- [WHAT IS EXPECTED]:
Here is the task for the records below: repeat exactly the lines from the one with "#[cfg(test)]" to the one with "let client = MyCitiClient::new(MyCitiConfig::new());", both included, and nothing else.

--- PROVIDED ENTRIES Enclosed Below ---

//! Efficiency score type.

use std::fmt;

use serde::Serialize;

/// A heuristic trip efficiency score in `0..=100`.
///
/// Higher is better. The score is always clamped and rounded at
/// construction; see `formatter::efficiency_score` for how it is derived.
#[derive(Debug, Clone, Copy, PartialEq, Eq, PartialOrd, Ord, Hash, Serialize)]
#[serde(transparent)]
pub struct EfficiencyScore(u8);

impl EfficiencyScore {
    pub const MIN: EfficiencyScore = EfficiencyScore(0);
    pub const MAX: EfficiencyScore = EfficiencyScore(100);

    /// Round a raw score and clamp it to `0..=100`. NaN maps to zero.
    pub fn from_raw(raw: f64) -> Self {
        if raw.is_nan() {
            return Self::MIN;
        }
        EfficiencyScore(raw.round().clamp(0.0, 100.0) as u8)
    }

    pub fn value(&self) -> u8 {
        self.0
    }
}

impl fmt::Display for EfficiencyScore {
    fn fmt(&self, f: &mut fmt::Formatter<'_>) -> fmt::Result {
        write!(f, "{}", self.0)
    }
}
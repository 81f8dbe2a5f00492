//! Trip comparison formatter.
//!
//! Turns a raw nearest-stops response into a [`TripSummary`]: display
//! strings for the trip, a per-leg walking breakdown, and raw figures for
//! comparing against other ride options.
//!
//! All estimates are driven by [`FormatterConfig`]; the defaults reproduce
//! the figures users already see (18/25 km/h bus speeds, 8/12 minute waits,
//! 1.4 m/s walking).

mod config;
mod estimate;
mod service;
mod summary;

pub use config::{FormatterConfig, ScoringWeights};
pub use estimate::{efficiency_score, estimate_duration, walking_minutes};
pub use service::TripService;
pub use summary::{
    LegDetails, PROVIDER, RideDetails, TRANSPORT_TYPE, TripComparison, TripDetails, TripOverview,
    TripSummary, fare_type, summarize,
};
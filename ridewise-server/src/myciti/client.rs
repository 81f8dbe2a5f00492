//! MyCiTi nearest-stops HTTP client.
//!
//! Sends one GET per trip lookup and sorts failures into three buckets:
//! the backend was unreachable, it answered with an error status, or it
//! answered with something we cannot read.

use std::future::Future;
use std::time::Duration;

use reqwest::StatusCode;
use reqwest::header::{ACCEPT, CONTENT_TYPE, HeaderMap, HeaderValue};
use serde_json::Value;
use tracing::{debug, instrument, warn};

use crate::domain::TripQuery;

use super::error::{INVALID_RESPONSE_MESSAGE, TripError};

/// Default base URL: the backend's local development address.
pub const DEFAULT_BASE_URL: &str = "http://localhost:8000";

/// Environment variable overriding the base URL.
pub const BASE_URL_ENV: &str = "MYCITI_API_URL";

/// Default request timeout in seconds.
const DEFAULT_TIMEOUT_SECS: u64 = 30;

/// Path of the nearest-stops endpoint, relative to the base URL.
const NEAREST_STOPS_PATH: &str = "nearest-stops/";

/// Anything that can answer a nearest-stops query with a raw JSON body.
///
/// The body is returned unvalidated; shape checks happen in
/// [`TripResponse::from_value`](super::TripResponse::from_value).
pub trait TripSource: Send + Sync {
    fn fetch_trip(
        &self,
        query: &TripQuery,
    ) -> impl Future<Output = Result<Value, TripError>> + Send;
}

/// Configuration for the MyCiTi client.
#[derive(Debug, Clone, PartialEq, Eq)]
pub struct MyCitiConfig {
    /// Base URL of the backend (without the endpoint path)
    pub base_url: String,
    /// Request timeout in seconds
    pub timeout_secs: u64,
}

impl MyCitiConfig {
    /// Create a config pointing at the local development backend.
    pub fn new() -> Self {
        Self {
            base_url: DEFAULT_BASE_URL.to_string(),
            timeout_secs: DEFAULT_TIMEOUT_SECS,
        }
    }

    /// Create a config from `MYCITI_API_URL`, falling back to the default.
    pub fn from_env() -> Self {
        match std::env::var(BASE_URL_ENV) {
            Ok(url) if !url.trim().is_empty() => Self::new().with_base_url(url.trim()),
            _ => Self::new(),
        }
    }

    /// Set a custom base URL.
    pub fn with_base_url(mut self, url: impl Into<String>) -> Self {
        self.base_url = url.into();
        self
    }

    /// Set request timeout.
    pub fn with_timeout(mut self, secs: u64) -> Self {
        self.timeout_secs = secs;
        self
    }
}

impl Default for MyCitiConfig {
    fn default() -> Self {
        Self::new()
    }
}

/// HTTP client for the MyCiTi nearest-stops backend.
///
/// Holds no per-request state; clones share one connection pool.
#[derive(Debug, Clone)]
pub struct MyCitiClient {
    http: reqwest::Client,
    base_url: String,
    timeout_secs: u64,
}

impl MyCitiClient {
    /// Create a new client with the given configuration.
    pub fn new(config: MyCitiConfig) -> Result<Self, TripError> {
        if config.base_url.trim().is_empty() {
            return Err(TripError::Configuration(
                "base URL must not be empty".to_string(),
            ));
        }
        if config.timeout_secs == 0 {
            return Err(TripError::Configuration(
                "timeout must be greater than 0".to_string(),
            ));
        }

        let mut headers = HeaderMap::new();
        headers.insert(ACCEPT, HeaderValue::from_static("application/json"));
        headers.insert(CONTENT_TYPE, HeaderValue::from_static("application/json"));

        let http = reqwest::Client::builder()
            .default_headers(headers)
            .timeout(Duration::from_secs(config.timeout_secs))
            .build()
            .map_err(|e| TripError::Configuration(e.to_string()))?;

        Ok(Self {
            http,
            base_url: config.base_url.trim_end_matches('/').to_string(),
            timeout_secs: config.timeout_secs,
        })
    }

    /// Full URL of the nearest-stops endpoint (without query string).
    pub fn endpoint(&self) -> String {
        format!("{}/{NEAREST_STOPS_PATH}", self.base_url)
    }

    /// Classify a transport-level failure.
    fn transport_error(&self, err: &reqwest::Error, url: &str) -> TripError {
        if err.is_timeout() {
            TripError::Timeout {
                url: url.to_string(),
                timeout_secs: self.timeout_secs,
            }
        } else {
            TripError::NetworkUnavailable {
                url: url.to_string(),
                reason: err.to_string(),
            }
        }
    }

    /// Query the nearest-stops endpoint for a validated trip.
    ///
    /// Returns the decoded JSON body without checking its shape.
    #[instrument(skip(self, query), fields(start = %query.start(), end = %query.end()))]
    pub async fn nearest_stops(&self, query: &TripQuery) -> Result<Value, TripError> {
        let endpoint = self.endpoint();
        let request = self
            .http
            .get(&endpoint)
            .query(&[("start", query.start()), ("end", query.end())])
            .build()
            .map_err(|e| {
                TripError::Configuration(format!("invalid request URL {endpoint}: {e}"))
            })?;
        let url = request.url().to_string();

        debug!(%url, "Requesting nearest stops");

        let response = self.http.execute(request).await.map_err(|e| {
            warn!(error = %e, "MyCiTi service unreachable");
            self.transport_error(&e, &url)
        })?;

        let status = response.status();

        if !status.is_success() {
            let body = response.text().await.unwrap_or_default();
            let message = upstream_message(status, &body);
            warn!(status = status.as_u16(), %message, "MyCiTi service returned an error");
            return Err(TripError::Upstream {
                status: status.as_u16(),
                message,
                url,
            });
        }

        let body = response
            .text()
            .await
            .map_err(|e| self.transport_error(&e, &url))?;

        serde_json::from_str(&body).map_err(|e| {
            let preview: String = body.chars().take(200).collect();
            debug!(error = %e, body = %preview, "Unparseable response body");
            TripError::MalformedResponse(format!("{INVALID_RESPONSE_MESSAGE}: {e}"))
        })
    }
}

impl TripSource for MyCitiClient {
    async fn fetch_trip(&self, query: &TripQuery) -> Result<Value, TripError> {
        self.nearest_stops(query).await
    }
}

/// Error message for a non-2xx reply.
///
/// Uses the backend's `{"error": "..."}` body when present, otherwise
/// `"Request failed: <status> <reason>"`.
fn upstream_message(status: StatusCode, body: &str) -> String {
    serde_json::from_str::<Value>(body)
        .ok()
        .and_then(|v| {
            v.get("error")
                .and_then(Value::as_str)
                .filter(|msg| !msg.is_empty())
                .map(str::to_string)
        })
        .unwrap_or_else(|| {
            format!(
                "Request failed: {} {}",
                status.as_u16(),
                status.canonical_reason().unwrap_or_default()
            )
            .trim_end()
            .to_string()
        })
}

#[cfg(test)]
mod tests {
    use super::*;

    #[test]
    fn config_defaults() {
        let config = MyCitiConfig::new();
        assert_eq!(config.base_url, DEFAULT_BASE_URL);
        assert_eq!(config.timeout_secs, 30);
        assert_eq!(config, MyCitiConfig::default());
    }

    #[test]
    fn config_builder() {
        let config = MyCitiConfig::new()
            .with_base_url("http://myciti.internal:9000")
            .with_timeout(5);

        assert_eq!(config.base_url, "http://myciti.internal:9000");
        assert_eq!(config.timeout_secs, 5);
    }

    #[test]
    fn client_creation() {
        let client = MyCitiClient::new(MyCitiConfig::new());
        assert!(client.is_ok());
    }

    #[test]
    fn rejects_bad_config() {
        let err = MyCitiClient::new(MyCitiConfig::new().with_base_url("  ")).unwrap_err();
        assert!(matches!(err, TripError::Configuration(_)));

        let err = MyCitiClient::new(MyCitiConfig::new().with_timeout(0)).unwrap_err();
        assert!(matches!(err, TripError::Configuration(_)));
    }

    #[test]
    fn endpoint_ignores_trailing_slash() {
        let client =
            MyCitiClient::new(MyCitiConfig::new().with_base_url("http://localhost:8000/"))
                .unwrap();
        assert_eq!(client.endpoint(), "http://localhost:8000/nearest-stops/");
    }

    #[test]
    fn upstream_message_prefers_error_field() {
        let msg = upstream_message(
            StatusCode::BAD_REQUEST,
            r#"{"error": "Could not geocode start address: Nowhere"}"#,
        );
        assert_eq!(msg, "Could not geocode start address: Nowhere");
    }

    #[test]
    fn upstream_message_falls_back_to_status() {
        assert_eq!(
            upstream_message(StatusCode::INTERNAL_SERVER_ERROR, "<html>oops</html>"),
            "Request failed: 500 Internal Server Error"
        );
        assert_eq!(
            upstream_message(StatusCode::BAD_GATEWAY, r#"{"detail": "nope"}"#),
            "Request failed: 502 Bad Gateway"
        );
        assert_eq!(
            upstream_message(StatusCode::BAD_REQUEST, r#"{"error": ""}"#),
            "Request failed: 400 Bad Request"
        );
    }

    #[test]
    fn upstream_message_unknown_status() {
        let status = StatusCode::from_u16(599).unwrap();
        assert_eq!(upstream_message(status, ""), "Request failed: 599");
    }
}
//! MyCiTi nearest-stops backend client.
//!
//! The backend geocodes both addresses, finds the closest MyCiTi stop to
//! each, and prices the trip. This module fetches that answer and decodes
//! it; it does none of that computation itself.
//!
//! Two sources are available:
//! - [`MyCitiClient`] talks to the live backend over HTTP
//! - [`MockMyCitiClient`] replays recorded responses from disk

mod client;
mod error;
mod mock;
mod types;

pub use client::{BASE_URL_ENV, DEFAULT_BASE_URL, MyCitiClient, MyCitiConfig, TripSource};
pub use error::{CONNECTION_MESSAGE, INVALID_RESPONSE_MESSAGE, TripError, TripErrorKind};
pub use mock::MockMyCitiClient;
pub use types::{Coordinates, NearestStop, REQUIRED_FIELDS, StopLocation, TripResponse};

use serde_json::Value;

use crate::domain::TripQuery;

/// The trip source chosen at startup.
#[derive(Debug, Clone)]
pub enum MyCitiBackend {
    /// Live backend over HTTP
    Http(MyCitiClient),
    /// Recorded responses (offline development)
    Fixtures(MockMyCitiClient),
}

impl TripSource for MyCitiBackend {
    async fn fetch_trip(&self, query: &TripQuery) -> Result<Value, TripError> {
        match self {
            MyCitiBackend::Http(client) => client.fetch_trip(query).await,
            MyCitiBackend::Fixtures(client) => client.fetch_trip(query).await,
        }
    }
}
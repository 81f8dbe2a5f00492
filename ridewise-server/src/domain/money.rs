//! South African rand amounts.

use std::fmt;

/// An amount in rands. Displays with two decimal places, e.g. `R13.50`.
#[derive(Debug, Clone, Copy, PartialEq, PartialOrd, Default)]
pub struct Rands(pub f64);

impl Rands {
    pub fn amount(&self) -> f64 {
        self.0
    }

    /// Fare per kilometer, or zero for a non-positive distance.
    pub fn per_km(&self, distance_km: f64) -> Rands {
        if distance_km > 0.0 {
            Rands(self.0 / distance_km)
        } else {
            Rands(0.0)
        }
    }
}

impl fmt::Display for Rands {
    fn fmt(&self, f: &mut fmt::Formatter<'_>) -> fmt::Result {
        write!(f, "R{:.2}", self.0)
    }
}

--- End of Enclosed PROVIDED ENTRIES ---

- [REPLY]:
#[cfg(test)]
mod tests {
    use super::*;

    #[test]
    fn config_defaults() {
        let config = MyCitiConfig::new();
        assert_eq!(config.base_url, DEFAULT_BASE_URL);
        assert_eq!(config.timeout_secs, 30);
        assert_eq!(config, MyCitiConfig::default());
    }

    #[test]
    fn config_builder() {
        let config = MyCitiConfig::new()
            .with_base_url("http://myciti.internal:9000")
            .with_timeout(5);

        assert_eq!(config.base_url, "http://myciti.internal:9000");
        assert_eq!(config.timeout_secs, 5);
    }

    #[test]
    fn client_creation() {
        let client = MyCitiClient::new(MyCitiConfig::new());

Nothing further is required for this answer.